**The records**
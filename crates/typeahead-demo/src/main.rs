//! typeahead demo
//!
//! A terminal stand-in for a country search field. Lines read from stdin are
//! edits to the field; the dropdown is printed after every edit.
//!
//! ```text
//! $ RUST_LOG=typeahead=debug cargo run -p typeahead-demo -- --min-chars 1
//! > type Ge
//! ```

mod countries;

use std::io::{BufRead, Write};
use std::path::PathBuf;
use std::result::Result;
use std::sync::Arc;
use std::sync::atomic::{AtomicBool, Ordering};
use std::time::Duration;

use clap::Parser;
use tracing_subscriber::EnvFilter;
use typeahead::field::{grapheme_len, without_last_grapheme};
use typeahead::prelude::*;

use crate::countries::COUNTRIES;

const RESULT_TIMEOUT: Duration = Duration::from_secs(2);
const FORM_CONTAINER: ContainerId = ContainerId(1);

/// Search countries with an autocomplete dropdown
#[derive(Parser, Debug)]
#[command(name = "typeahead-demo")]
#[command(version)]
#[command(about = "Interactive country search with suggestions", long_about = None)]
struct Cli {
    /// TOML file with suggestion options
    #[arg(short, long)]
    config: Option<PathBuf>,

    /// Minimum characters typed before suggestions appear
    #[arg(long)]
    min_chars: Option<usize>,

    /// Maximum rows shown at once
    #[arg(long)]
    max_rows: Option<usize>,

    /// Row height in logical pixels
    #[arg(long)]
    row_height: Option<f32>,

    /// Search but never show the dropdown
    #[arg(long)]
    suppress: bool,

    /// Attach the dropdown to the enclosing form instead of the field's parent
    #[arg(long)]
    escape_clipping: bool,

    /// Match country names case-sensitively
    #[arg(long)]
    case_sensitive: bool,
}

impl Cli {
    fn options(&self) -> typeahead::Result<SuggestOptions> {
        let mut options = match &self.config {
            Some(path) => SuggestOptions::load_toml(path)?,
            None => demo_options(),
        };
        if let Some(min_chars) = self.min_chars {
            options.min_chars_to_show = min_chars;
        }
        if let Some(max_rows) = self.max_rows {
            options.max_visible_rows = max_rows;
        }
        if let Some(row_height) = self.row_height {
            options.row_height = row_height;
        }
        if self.suppress {
            options.suppress_display = true;
        }
        Ok(options.normalized())
    }
}

/// The options the demo uses when no config file is given.
fn demo_options() -> SuggestOptions {
    SuggestOptions::new()
        .with_min_chars_to_show(1)
        .with_max_visible_rows(2)
        .with_row_height(32.0)
        .with_style(DropdownStyle::default().with_border(1.5, 8.0, Color::GROUP_BACKGROUND))
}

/// One line of user input.
#[derive(Debug, Clone, PartialEq)]
enum Command {
    /// Append characters one keystroke at a time.
    Type(String),
    /// Replace the whole text in one edit.
    Set(String),
    /// Delete the last character.
    Back,
    Select(usize),
    Scroll(usize),
    Begin,
    End,
    Help,
    Quit,
}

impl Command {
    fn parse(line: &str) -> Result<Self, String> {
        let line = line.trim_end_matches(['\r', '\n']);
        let (word, rest) = line.split_once(' ').unwrap_or((line, ""));
        let index = |rest: &str| {
            rest.trim()
                .parse::<usize>()
                .map_err(|_| format!("expected a row number, got '{}'", rest.trim()))
        };

        match word {
            "type" | "t" => Ok(Self::Type(rest.to_owned())),
            "set" => Ok(Self::Set(rest.to_owned())),
            "back" | "b" => Ok(Self::Back),
            "select" | "s" => index(rest).map(Self::Select),
            "scroll" => index(rest).map(Self::Scroll),
            "begin" => Ok(Self::Begin),
            "end" => Ok(Self::End),
            "help" | "?" => Ok(Self::Help),
            "quit" | "q" => Ok(Self::Quit),
            other => Err(format!("unknown command '{other}' (try 'help')")),
        }
    }
}

type Controller = SuggestionController<StringListSource, MemoryField>;

fn main() -> Result<(), Box<dyn std::error::Error>> {
    tracing_subscriber::fmt()
        .with_env_filter(
            EnvFilter::try_from_default_env().unwrap_or_else(|_| EnvFilter::new("typeahead=info")),
        )
        .with_writer(std::io::stderr)
        .init();

    let cli = Cli::parse();
    let options = cli.options()?;
    tracing::info!(
        min_chars = options.min_chars_to_show,
        max_rows = options.max_visible_rows,
        row_height = options.row_height,
        "starting demo"
    );

    let case_sensitivity = if cli.case_sensitive {
        CaseSensitivity::CaseSensitive
    } else {
        CaseSensitivity::CaseInsensitive
    };
    let source = StringListSource::from(COUNTRIES.to_vec())
        .with_case_sensitivity(case_sensitivity)
        .with_font(CellFont::system(15.0));

    // The field sits in a 44pt-tall toolbar that clips, inside a form that does not.
    let field = MemoryField::new(Rect::new(20.0, 6.0, 280.0, 32.0))
        .with_ancestor(FORM_CONTAINER, Point::new(0.0, 120.0));

    let mut controller = SuggestionController::with_options(Arc::new(source), field, options)?;
    if cli.escape_clipping {
        controller.set_dropdown_parent(DropdownParent::Container(FORM_CONTAINER));
    }

    let resign_focus = Arc::new(AtomicBool::new(false));
    let flag = resign_focus.clone();
    controller.set_delegate(move |_row: usize| flag.store(true, Ordering::SeqCst));

    controller.visibility_changed.connect(|visibility| {
        tracing::debug!(?visibility, "dropdown visibility changed");
    });
    controller.row_activated.connect(|text| {
        println!("  ✓ picked {text}");
    });

    print_help();
    controller.on_editing_began();

    let stdin = std::io::stdin();
    let mut lines = stdin.lock().lines();
    loop {
        print!("[{}] > ", controller.field().text());
        std::io::stdout().flush()?;

        let Some(line) = lines.next() else { break };
        let command = match Command::parse(&line?) {
            Ok(command) => command,
            Err(message) => {
                println!("  {message}");
                continue;
            }
        };

        if command == Command::Quit {
            break;
        }
        run(&mut controller, command);

        if !controller.wait_for_results(RESULT_TIMEOUT) {
            tracing::warn!("lookup did not finish in time");
        }
        // Picking a row ends editing, as a field resigning focus would.
        if resign_focus.swap(false, Ordering::SeqCst) {
            controller.on_editing_ended();
        }
        print_dropdown(&controller);
    }

    Ok(())
}

fn run(controller: &mut Controller, command: Command) {
    match command {
        Command::Type(chars) => {
            for ch in chars.chars() {
                let mut buf = [0; 4];
                let len = controller.field().text().len();
                edit(controller, len..len, ch.encode_utf8(&mut buf));
            }
        }
        Command::Set(text) => {
            let len = controller.field().text().len();
            edit(controller, 0..len, &text);
        }
        Command::Back => {
            let text = controller.field().text();
            if grapheme_len(&text) > 0 {
                let keep = without_last_grapheme(&text).len();
                edit(controller, keep..text.len(), "");
            }
        }
        Command::Select(row) => {
            if let Err(err) = controller.on_row_selected(row) {
                println!("  {err}");
            }
        }
        Command::Scroll(row) => {
            if let Err(err) = controller.scroll_to_row(row) {
                println!("  {err}");
            }
        }
        Command::Begin => controller.on_editing_began(),
        Command::End => controller.on_editing_ended(),
        Command::Help => print_help(),
        Command::Quit => {}
    }
}

/// Report a pending edit to the controller, then apply it to the field.
fn edit(controller: &mut Controller, range: std::ops::Range<usize>, replacement: &str) {
    controller.on_pending_edit(range.clone(), replacement);
    let mut text = controller.field().text();
    text.replace_range(range, replacement);
    controller.field_mut().set_text(&text);
}

fn print_dropdown(controller: &Controller) {
    if !controller.is_visible() {
        if controller.row_count() > 0 {
            println!("  ({} suggestions, display suppressed)", controller.row_count());
        }
        return;
    }

    let dropdown = controller.dropdown();
    let frame = dropdown.frame();
    println!(
        "  ┌ {:?} at ({}, {}) {}x{}",
        dropdown.parent(),
        frame.left(),
        frame.top(),
        frame.width(),
        frame.height()
    );

    let mut cell = SuggestionCell::new();
    let visible = controller.visible_rows();
    for row in visible.clone() {
        if controller.render_row(row, &mut cell).is_ok() {
            println!("  │ {row}: {}", cell.text());
        }
    }
    let hidden = controller.row_count() - visible.len();
    if hidden > 0 {
        println!("  └ {hidden} more (scroll N to reveal)");
    } else {
        println!("  └");
    }
}

fn print_help() {
    println!("Commands:");
    println!("  type <chars>   type characters one at a time");
    println!("  set <text>     replace the field text");
    println!("  back           delete the last character");
    println!("  select <n>     pick suggestion n");
    println!("  scroll <n>     bring suggestion n into view");
    println!("  begin | end    focus or leave the field");
    println!("  quit");
}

**What is being asked**
Every line in the listing that holds the string "visibility" should be copied out.

**Answer for this exercise**
    controller.visibility_changed.connect(|visibility| {
        tracing::debug!(?visibility, "dropdown visibility changed");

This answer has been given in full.